Monastic Misssions

For most of the history of Christianity the Gospel was carried by nuns and monks who went out to start monasteries, abbeys, and convents among the pagans. Today we see more of a focus on sending out families, which has certainly had its advantages. But we should never forget that such an approach is a relative novelty. Nor should we forget to be gracious for those countless nuns and monks who spread the Gospel far and wide:

"(The monastic institution) reminded men that there is another world, the world of God. The sacred penetrated human institutions. It shaped the piety of Christians, because our West, however sick it is, however decadent because unfaithful to its vocation, has nevertheless received a seal, an impression that has marked it forever: it was the first monks sent out by the Benedictine Pope St. Gregory the Great who completed the evangelisation of Europe. He sent them to England, to the Friesians in Germany, to Spain and as far as Scandinavia. St. Maurus, the first disciple of our Father St. Benedict, had already planted the Benedictine monastic life among the Gauls. These missionary monks were sent not at first to preach, because at the beginning that was impossible, but to live their monastic life among the pagans. They founded monasteries, they lived the Rule of St. Benedict, they taught men how to work.

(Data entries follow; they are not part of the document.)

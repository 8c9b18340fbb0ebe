//! Capture state machine.
//!
//! Walks visit ids in strictly ascending order, one page load in flight at a
//! time: `Idle → Loading → Validating → {Accepted, RetryLogin,
//! RetryNotFound}`, looping to the next id on accept and back to the same id
//! after a retry delay otherwise. The worker resumes from one past the
//! highest persisted id, so restarts never re-scan from the start. There is
//! no terminal state besides the external stop handle.

pub mod page_loader;

use std::collections::VecDeque;
use std::sync::Arc;
use std::time::Duration;

use chrono::Utc;
use tokio::sync::watch;
use tracing::{debug, error, info, warn};

use crate::extract::FieldExtractor;
use crate::models::{ExtractedFields, VisitRecord};
use crate::repository::VisitStore;
use page_loader::PageLoader;

/// How much of the page prefix is inspected for the sign-in indicator.
const LOGIN_SNIFF_CHARS: usize = 300;
/// Lowercased token marking the portal's sign-in page.
const LOGIN_TOKEN: &str = "entrar";
/// Lowercased phrase the portal shows for ids with no record.
const NOT_FOUND_TOKEN: &str = "não encontrada";
/// Upsert attempts per record before the failure is surfaced and dropped.
const MAX_WRITE_ATTEMPTS: u32 = 3;

const DEFAULT_BASE_URL: &str = "https://portaria-global.governarti.com.br";

/// Capture timing. These are fixed polling intervals, not adaptive backoff.
#[derive(Debug, Clone)]
pub struct CaptureConfig {
    pub base_url: String,
    /// Settle before the first load after startup.
    pub startup_settle: Duration,
    /// Settle between load completion and text validation.
    pub post_load_settle: Duration,
    /// Settle after an accepted record before loading the next id.
    pub accept_settle: Duration,
    /// Retry delay when the session looks expired.
    pub login_retry_delay: Duration,
    /// Retry delay when the record is not available yet.
    pub not_found_retry_delay: Duration,
}

impl Default for CaptureConfig {
    fn default() -> Self {
        Self {
            base_url: DEFAULT_BASE_URL.to_string(),
            startup_settle: Duration::from_secs(2),
            post_load_settle: Duration::from_millis(800),
            accept_settle: Duration::from_millis(500),
            login_retry_delay: Duration::from_secs(3),
            not_found_retry_delay: Duration::from_secs(10),
        }
    }
}

/// Observable position in the capture cycle.
#[derive(Debug, Clone, Copy, PartialEq, Eq)]
pub enum CaptureState {
    Idle,
    Loading,
    Validating,
    Accepted,
    RetryLogin,
    RetryNotFound,
}

/// Decision for one loaded page.
#[derive(Debug, Clone, PartialEq, Eq)]
pub enum Outcome {
    Accepted(ExtractedFields),
    RetryLogin,
    RetryNotFound,
}

/// Decide the outcome for one page's visible text.
///
/// Absent or empty content, or the sign-in token within the first
/// [`LOGIN_SNIFF_CHARS`] characters, means the session expired. Extracted
/// identity plus no not-found phrase means the record is valid. Everything
/// else is a record that is not populated on the remote side yet.
pub fn validate(content: Option<&str>, extractor: &FieldExtractor) -> Outcome {
    let Some(content) = content else {
        return Outcome::RetryLogin;
    };
    if content.is_empty() {
        return Outcome::RetryLogin;
    }

    let lowered = content.to_lowercase();
    let prefix: String = lowered.chars().take(LOGIN_SNIFF_CHARS).collect();
    if prefix.contains(LOGIN_TOKEN) {
        return Outcome::RetryLogin;
    }

    let fields = extractor.extract(content);
    if fields.has_identity() && !lowered.contains(NOT_FOUND_TOKEN) {
        Outcome::Accepted(fields)
    } else {
        Outcome::RetryNotFound
    }
}

/// Capture URL for an id, with a cache-busting timestamp.
pub fn capture_url(base_url: &str, id: i64) -> String {
    format!(
        "{}/visita/{}/detalhes?t={}",
        base_url.trim_end_matches('/'),
        id,
        Utc::now().timestamp_millis()
    )
}

/// User-facing URL for opening a record by id.
pub fn record_url(base_url: &str, id: i64) -> String {
    format!("{}/visita/{}/detalhes", base_url.trim_end_matches('/'), id)
}

/// Create a stop handle and the cancellation receiver a worker watches.
pub fn stop_channel() -> (StopHandle, watch::Receiver<bool>) {
    let (tx, rx) = watch::channel(false);
    (StopHandle(tx), rx)
}

/// External stop switch for a running capture worker.
pub struct StopHandle(watch::Sender<bool>);

impl StopHandle {
    pub fn stop(&self) {
        let _ = self.0.send(true);
    }
}

struct PendingWrite {
    record: VisitRecord,
    attempts: u32,
}

/// The capture worker. Owns the id counter and the single in-flight load.
pub struct CaptureWorker {
    loader: Arc<dyn PageLoader>,
    store: Arc<VisitStore>,
    extractor: FieldExtractor,
    config: CaptureConfig,
    cancel: watch::Receiver<bool>,
    pending_writes: VecDeque<PendingWrite>,
    state: CaptureState,
    next_id: i64,
}

impl CaptureWorker {
    pub fn new(
        loader: Arc<dyn PageLoader>,
        store: Arc<VisitStore>,
        extractor: FieldExtractor,
        config: CaptureConfig,
        cancel: watch::Receiver<bool>,
    ) -> Self {
        Self {
            loader,
            store,
            extractor,
            config,
            cancel,
            pending_writes: VecDeque::new(),
            state: CaptureState::Idle,
            next_id: 1,
        }
    }

    /// Run until the stop handle fires. Retries indefinitely; no page outcome
    /// is a hard failure.
    pub async fn run(mut self) -> anyhow::Result<()> {
        if !self.pause(self.config.startup_settle).await {
            return Ok(());
        }

        self.next_id = self.store.max_id()? + 1;
        if self.next_id > 1 {
            info!("resuming capture at id {}", self.next_id);
        } else {
            info!("empty store, starting capture at id 1");
        }

        while !*self.cancel.borrow() {
            self.retry_pending_writes();

            self.transition(CaptureState::Loading);
            let url = capture_url(&self.config.base_url, self.next_id);
            debug!("loading {}", url);
            let loaded = self.loader.load_visible_text(&url).await;
            if !self.pause(self.config.post_load_settle).await {
                break;
            }

            self.transition(CaptureState::Validating);
            let content = match loaded {
                Ok(content) => content,
                Err(err) => {
                    // Transport failures are indistinguishable from records
                    // that do not exist yet; both take the longer retry path.
                    debug!("load failed for id {}: {err:#}", self.next_id);
                    self.transition(CaptureState::RetryNotFound);
                    if !self.pause(self.config.not_found_retry_delay).await {
                        break;
                    }
                    continue;
                }
            };

            match validate(content.as_deref(), &self.extractor) {
                Outcome::RetryLogin => {
                    self.transition(CaptureState::RetryLogin);
                    warn!("session expired while loading id {}", self.next_id);
                    if let Err(err) = self.loader.refresh_session().await {
                        warn!("session refresh failed: {err:#}");
                    }
                    if !self.pause(self.config.login_retry_delay).await {
                        break;
                    }
                }
                Outcome::RetryNotFound => {
                    self.transition(CaptureState::RetryNotFound);
                    debug!("id {} not available yet", self.next_id);
                    if !self.pause(self.config.not_found_retry_delay).await {
                        break;
                    }
                }
                Outcome::Accepted(fields) => {
                    self.transition(CaptureState::Accepted);
                    let record = VisitRecord::new(
                        self.next_id,
                        fields,
                        content.unwrap_or_default(),
                        url,
                    );
                    info!("id {} captured: {}", record.id, record.name);
                    self.persist(record);
                    self.next_id += 1;
                    if !self.pause(self.config.accept_settle).await {
                        break;
                    }
                }
            }
            self.transition(CaptureState::Idle);
        }

        self.retry_pending_writes();
        for pending in self.pending_writes.drain(..) {
            error!(
                "stopping with id {} still unwritten after {} attempts",
                pending.record.id, pending.attempts
            );
        }
        info!("capture stopped before id {}", self.next_id);
        Ok(())
    }

    fn transition(&mut self, next: CaptureState) {
        debug!("state {:?} -> {:?}", self.state, next);
        self.state = next;
    }

    /// Write through to the store; a failed write is queued for bounded
    /// retries instead of halting the cycle.
    fn persist(&mut self, record: VisitRecord) {
        if let Err(err) = self.store.upsert(&record) {
            warn!("store write failed for id {}: {err}; queued for retry", record.id);
            self.pending_writes.push_back(PendingWrite {
                record,
                attempts: 1,
            });
        }
    }

    fn retry_pending_writes(&mut self) {
        for _ in 0..self.pending_writes.len() {
            let Some(mut pending) = self.pending_writes.pop_front() else {
                break;
            };
            match self.store.upsert(&pending.record) {
                Ok(()) => debug!("recovered pending write for id {}", pending.record.id),
                Err(err) => {
                    pending.attempts += 1;
                    if pending.attempts >= MAX_WRITE_ATTEMPTS {
                        error!(
                            "giving up on id {} after {} write attempts: {err}",
                            pending.record.id, pending.attempts
                        );
                    } else {
                        self.pending_writes.push_back(pending);
                    }
                }
            }
        }
    }

    /// Sleep for `delay` unless cancellation fires first. Returns whether the
    /// worker should keep running.
    async fn pause(&mut self, delay: Duration) -> bool {
        if *self.cancel.borrow() {
            return false;
        }
        tokio::select! {
            _ = tokio::time::sleep(delay) => true,
            changed = self.cancel.changed() => match changed {
                Ok(()) => !*self.cancel.borrow(),
                // Sender gone: cancellation can never fire, finish the wait.
                Err(_) => {
                    tokio::time::sleep(delay).await;
                    true
                }
            },
        }
    }
}

#[cfg(test)]
mod tests {
    use super::*;

    #[test]
    fn absent_content_means_session_expired() {
        let extractor = FieldExtractor::new();
        assert_eq!(validate(None, &extractor), Outcome::RetryLogin);
        assert_eq!(validate(Some(""), &extractor), Outcome::RetryLogin);
    }

    #[test]
    fn login_token_in_prefix_wins_over_extractable_fields() {
        let extractor = FieldExtractor::new();
        let content = "Entrar no sistema Visitante: Maria Silva CPF 111.222.333-44";
        assert_eq!(validate(Some(content), &extractor), Outcome::RetryLogin);
    }

    #[test]
    fn login_token_beyond_prefix_is_ignored() {
        let extractor = FieldExtractor::new();
        let padding = "x".repeat(LOGIN_SNIFF_CHARS);
        let content = format!("{padding} entrar Visitante: Maria Silva");
        match validate(Some(&content), &extractor) {
            Outcome::Accepted(fields) => assert_eq!(fields.name, "Maria Silva"),
            other => panic!("expected accept, got {other:?}"),
        }
    }

    #[test]
    fn not_found_phrase_defers_the_record() {
        let extractor = FieldExtractor::new();
        let content = "Visitante: Maria Silva. Visita não encontrada";
        assert_eq!(validate(Some(content), &extractor), Outcome::RetryNotFound);
    }

    #[test]
    fn sentinel_only_extraction_defers_the_record() {
        let extractor = FieldExtractor::new();
        assert_eq!(
            validate(Some("Página em construção"), &extractor),
            Outcome::RetryNotFound
        );
    }

    #[test]
    fn populated_page_is_accepted() {
        let extractor = FieldExtractor::new();
        let content = "Detalhes da visita Visitante: Maria Silva CPF 111.222.333-44";
        match validate(Some(content), &extractor) {
            Outcome::Accepted(fields) => {
                assert_eq!(fields.name, "Maria Silva");
                assert_eq!(fields.document_id, "111.222.333-44");
            }
            other => panic!("expected accept, got {other:?}"),
        }
    }

    #[test]
    fn capture_url_carries_cache_buster() {
        let url = capture_url("https://portal.example/", 42);
        assert!(url.starts_with("https://portal.example/visita/42/detalhes?t="));
        assert_eq!(record_url("https://portal.example", 42),
            "https://portal.example/visita/42/detalhes");
    }
}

It is good when a man works well, when he does a beautiful piece of work. They taught men to read in a beautiful book which the pagans did not know, the book of Holy Scripture. And, above all they taught them how to pray, thanks to the liturgical river which flows throughout the year and which is the best school of prayer.

"In this way, Western Christianity was moulded by the first Benedictine monks. And something of it remains, something not always found on other continents where Anglo-Saxon Protestantism has placed its mark, where temporal success is considered a blessing from God, where luck evidently has its place. With us, it is not the same pattern. In our West, sick as it is (it is perhaps stricken to death), despite our degradation, our surrenders, there is a sense of God, a spiritual quest. Why? Because it is in our blood. It was instilled into us in our cradle. Our civilisation was signed by the Benedictines in the early centuries. They laid stress on the gratuitousness of divine service on disinterested love. And I believe it is this which will save the world..."

From Here
Hat tip to The Continuum


Anonymous said…
Thanks for the reminder of the way of the gospel that is eternal even as our culture is instant.
I once heard the illustrious Ray Bakke speak of a conversation he had with one of his friends in Cairo, a Coptic bishop. When speaking of evangelism, Ray's bishop friend shook his head at one point and said, "You American Christians think of evangelism as primarily horizontal - saving the whole world right now. We think of evangelism as primarily vertical - salvation brought from generation to generation to generation."
I have always remember that quote/idea. For me, I think the Church should always be considerate of both.